→ **What you have to do**: The result should be every line in the material below containing the string "Generated".

→ **Material shown**:
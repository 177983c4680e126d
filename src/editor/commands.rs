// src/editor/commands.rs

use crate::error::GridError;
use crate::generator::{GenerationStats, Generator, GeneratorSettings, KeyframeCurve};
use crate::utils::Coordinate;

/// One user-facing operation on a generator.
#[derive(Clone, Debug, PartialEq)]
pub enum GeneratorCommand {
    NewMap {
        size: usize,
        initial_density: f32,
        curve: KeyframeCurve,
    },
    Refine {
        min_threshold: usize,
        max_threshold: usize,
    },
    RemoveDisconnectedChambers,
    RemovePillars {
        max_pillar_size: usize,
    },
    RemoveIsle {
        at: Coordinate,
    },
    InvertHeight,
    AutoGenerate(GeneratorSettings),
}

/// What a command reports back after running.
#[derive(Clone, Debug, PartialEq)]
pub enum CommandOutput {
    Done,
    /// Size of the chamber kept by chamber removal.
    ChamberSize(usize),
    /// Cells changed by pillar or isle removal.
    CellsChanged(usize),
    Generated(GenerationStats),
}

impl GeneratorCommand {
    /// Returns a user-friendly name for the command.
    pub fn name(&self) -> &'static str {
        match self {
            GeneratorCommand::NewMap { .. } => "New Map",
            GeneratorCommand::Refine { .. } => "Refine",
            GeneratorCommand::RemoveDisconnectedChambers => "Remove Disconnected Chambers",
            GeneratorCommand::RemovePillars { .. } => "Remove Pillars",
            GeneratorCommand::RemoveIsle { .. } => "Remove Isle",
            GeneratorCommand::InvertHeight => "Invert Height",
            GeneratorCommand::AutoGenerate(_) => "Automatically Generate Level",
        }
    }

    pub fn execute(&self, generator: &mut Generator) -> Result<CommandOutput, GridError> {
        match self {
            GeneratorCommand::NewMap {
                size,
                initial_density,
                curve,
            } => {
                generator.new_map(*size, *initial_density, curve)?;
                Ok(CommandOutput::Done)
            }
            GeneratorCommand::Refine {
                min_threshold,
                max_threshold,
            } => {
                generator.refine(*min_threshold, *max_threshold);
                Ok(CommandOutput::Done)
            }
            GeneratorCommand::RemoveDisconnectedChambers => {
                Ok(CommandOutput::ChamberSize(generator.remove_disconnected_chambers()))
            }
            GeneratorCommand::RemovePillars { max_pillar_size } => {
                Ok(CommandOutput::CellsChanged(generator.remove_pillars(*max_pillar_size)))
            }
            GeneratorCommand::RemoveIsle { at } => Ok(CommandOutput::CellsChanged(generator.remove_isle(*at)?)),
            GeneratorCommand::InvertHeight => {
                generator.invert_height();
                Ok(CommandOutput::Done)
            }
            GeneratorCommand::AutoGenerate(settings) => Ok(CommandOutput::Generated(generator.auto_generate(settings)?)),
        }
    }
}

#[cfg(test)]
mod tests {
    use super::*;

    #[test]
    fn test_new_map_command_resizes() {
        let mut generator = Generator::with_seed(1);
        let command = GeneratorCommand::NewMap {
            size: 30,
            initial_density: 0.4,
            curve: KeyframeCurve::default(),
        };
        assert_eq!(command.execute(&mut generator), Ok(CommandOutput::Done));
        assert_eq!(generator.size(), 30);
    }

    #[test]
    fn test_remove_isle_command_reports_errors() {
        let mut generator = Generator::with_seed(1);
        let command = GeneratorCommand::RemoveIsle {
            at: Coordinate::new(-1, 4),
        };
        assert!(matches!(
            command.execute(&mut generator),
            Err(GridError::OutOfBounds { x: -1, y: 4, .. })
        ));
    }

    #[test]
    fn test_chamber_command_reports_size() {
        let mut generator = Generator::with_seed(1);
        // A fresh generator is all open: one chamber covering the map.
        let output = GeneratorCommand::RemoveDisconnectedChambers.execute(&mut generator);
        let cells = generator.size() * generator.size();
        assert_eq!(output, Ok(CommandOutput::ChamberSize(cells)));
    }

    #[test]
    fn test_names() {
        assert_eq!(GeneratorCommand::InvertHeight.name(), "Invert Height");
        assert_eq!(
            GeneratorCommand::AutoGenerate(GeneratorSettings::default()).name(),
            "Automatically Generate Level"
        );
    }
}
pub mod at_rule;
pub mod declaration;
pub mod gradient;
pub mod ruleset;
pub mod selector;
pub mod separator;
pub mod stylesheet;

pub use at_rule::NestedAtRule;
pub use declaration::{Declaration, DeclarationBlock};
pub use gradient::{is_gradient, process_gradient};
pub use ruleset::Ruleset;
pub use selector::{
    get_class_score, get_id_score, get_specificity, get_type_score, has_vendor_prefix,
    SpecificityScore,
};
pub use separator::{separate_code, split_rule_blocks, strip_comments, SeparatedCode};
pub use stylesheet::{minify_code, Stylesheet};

→ **Task answer**:
    Generated(GenerationStats),
            GeneratorCommand::AutoGenerate(settings) => Ok(CommandOutput::Generated(generator.auto_generate(settings)?)),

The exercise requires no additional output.